LOWELL -- One of UMass Lowell's first two dorm buildings will make way for yet another gleaming new building on campus.

Just off University Avenue on North Campus, crews have begun demolishing Eames Hall, a stately brick building that was once a pair with Smith Hall. The twin buildings were the first two dorms built in the late 1940s for what was then the Lowell Textile Institute.

Smith Hall was knocked down in 2011 to clear space for the Mark and Elisia Saab Emerging Technologies and Innovation Center.

Eames Hall will make way for the Pulichino Tong Business Building, a four-story, 52,000 square-foot building slated to open in 2017. The business school is now located in two nearby buildings, Falmouth Hall and Pasteur Hall.

The $40 million new home for the business school was made possible thanks in part to $4 million in donations from its eponymous donors: alumnus John Pulichino, a 1967 UMass Lowell graduate, and his wife, Joy Tong.

In total, $14 million in private donations will help pay for the building, along with a $25 million state bond.

Construction of the new building is expected to begin after the spring graduation ceremony May 16.

Eames Hall's classic style is part of a campus look that is going by the wayside at UMass Lowell as a wave of modern construction remakes the school.

There are several similar buildings remaining, including Southwick Hall across University Avenue, and Coburn Hall on South Campus.

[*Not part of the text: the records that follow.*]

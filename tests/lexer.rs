use sprig::{
    lexer::{unquote, Lexer, TokenKind},
    DiagnosticKind, Position,
};

fn lexemes(source: &str) -> Vec<String> {
    Lexer::new(source)
        .tokenize()
        .expect("tokenize")
        .into_iter()
        .filter(|t| t.kind != TokenKind::Eof)
        .map(|t| t.lexeme)
        .collect()
}

fn kinds(source: &str) -> Vec<TokenKind> {
    Lexer::new(source)
        .tokenize()
        .expect("tokenize")
        .into_iter()
        .map(|t| t.kind)
        .collect()
}

#[test]
fn splits_call_with_string_argument() {
    assert_eq!(
        lexemes(r#"max("aab", 81)"#),
        vec!["max", "(", "\"aab\"", ",", "81", ")"]
    );
}

#[test]
fn two_char_operators_win_over_one_char() {
    use TokenKind::*;
    assert_eq!(
        kinds("a == b != c >= d <= e = f"),
        vec![
            Identifier, EqualEqual, Identifier, NotEqual, Identifier, GreaterEqual,
            Identifier, LessEqual, Identifier, Equals, Identifier, Eof
        ]
    );
}

#[test]
fn keywords_are_whole_words_only() {
    use TokenKind::*;
    assert_eq!(
        kinds("if iffy var variable not nothing"),
        vec![If, Identifier, Var, Identifier, Not, Identifier, Eof]
    );
}

#[test]
fn numbers_take_one_decimal_point() {
    assert_eq!(lexemes("9.81 .5 12"), vec!["9.81", ".5", "12"]);
    assert_eq!(lexemes("1.2.3"), vec!["1.2", ".3"]);
}

#[test]
fn escaped_quote_stays_inside_string() {
    let tokens = Lexer::new(r#""say \"hi\"""#).tokenize().expect("tokenize");
    assert_eq!(tokens[0].kind, TokenKind::String);
    assert_eq!(unquote(&tokens[0].lexeme), "say \"hi\"");
}

#[test]
fn unterminated_string_is_lexer_error() {
    let err = Lexer::new("\"aab").tokenize().unwrap_err();
    assert_eq!(err.kind, DiagnosticKind::Lexer);
    assert!(err.message.contains("unterminated"));
}

#[test]
fn newline_inside_string_is_lexer_error() {
    let err = Lexer::new("\"ab\ncd\"").tokenize().unwrap_err();
    assert_eq!(err.kind, DiagnosticKind::Lexer);
}

#[test]
fn unknown_character_reports_position_and_expected() {
    let err = Lexer::new("var a = 1\nvar b = @").tokenize().unwrap_err();
    assert_eq!(err.kind, DiagnosticKind::Lexer);
    assert_eq!(err.position, Some(Position { line: 2, column: 9 }));
    assert!(err.expected.iter().any(|e| e == "identifier"));
}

But in construction sweeping across the three campuses, UMass Lowell has taken on a more modern look, including the Emerging Technologies and Innovation Center, which took the place of one of the Lowell Textile Institute dorms.

Across the Merrimack River, the former St. Joseph's Hospital has been remade into University Crossing. On South Campus, the modern Health and Social Sciences Building opened in 2012 on Wilder Street next to the 1970s-era McGauvran Student Center, which is being renovated into a glass-fronted space for dining and gathering spaces for students and staff.